Records supplied Block Start
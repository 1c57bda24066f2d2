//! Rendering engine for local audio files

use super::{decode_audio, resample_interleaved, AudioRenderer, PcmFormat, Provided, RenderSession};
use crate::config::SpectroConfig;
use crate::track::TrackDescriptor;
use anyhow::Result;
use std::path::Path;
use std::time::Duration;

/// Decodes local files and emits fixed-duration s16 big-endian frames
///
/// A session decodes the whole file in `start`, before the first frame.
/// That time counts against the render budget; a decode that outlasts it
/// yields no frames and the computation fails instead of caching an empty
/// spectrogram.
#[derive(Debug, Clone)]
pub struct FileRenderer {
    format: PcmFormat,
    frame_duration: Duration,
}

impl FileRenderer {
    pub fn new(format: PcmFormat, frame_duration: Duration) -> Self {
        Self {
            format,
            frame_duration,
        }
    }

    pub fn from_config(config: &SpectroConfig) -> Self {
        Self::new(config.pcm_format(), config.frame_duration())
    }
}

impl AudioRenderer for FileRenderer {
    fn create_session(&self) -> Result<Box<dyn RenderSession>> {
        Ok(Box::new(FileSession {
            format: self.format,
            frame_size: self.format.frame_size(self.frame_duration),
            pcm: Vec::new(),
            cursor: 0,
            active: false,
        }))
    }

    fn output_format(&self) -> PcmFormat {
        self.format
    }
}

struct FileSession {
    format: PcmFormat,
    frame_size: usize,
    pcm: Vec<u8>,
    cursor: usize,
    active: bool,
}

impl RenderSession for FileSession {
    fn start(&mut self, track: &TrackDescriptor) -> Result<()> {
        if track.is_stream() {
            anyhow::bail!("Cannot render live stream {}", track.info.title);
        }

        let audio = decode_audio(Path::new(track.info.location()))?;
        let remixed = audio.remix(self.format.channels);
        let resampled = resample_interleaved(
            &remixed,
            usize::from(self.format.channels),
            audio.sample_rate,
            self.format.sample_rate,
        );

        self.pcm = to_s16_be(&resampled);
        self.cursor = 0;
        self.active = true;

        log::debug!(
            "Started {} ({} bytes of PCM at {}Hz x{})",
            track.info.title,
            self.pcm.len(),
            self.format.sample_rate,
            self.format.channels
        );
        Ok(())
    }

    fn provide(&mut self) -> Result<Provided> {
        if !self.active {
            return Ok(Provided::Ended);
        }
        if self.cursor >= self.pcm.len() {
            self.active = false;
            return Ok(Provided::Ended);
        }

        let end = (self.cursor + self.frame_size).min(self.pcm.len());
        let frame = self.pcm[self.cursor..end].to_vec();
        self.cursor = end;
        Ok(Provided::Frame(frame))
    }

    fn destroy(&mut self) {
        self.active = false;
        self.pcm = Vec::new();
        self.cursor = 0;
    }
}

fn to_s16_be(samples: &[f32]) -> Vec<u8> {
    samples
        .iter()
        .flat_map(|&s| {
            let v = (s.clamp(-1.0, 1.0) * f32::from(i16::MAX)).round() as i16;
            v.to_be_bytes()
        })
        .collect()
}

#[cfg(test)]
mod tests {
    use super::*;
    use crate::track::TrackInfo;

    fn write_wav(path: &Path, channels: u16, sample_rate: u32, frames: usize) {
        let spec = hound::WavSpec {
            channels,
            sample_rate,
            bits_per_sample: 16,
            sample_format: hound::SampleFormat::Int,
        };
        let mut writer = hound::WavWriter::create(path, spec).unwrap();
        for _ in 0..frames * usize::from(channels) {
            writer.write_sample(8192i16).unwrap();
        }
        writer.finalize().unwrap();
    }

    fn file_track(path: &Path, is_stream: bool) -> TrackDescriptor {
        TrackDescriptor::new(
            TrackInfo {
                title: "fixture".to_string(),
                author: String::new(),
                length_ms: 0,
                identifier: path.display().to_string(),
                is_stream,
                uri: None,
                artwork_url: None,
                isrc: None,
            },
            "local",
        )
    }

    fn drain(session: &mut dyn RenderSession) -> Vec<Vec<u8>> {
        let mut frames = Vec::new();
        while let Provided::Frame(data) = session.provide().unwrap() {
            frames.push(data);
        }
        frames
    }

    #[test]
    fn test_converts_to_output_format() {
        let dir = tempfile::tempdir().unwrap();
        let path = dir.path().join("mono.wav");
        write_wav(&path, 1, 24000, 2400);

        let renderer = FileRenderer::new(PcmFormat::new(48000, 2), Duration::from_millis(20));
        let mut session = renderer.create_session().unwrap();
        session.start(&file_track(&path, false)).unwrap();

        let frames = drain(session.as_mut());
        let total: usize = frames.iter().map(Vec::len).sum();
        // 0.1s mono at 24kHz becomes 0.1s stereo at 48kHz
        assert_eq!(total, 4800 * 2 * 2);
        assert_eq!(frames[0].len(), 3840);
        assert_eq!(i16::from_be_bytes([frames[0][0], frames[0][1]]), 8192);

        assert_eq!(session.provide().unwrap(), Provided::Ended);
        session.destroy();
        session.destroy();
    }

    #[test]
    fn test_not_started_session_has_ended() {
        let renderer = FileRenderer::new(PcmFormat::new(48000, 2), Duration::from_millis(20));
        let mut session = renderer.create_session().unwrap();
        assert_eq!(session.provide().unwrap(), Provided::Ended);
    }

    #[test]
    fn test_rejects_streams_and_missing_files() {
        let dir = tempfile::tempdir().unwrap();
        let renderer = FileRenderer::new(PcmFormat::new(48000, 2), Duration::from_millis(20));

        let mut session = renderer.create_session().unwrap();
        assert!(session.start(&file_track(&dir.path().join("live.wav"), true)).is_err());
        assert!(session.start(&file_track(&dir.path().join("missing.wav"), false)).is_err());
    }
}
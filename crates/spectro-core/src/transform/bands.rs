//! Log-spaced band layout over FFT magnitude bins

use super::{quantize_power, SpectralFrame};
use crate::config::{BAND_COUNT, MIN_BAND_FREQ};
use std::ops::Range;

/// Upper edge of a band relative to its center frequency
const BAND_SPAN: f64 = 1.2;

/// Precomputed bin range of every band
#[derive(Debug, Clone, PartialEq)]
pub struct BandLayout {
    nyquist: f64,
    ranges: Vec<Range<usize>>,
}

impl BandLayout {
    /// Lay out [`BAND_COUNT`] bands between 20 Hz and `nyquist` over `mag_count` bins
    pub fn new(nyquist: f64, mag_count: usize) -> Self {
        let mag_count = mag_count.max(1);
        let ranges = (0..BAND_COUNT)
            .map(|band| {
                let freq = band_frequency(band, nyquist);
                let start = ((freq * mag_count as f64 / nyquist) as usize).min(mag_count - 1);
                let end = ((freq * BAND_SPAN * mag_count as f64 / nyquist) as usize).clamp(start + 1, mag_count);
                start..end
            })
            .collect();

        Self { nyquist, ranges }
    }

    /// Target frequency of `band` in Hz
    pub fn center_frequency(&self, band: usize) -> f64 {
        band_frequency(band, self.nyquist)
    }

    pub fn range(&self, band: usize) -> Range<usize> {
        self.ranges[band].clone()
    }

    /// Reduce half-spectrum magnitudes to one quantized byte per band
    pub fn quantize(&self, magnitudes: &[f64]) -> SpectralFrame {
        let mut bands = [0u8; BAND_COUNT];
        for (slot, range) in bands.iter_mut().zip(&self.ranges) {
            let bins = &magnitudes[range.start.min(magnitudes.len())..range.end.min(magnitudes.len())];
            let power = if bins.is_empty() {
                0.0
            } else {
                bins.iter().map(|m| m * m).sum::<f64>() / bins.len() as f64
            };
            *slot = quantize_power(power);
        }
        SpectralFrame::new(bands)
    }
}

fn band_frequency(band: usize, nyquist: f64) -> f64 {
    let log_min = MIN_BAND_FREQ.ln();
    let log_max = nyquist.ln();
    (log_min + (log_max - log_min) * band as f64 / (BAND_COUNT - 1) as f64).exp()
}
Records supplied Block End
#### What to do
Which lines above contain the word "super"? Show each of them.

#### Exercise result
use super::{decode_audio, resample_interleaved, AudioRenderer, PcmFormat, Provided, RenderSession};
    use super::*;
use super::{quantize_power, SpectralFrame};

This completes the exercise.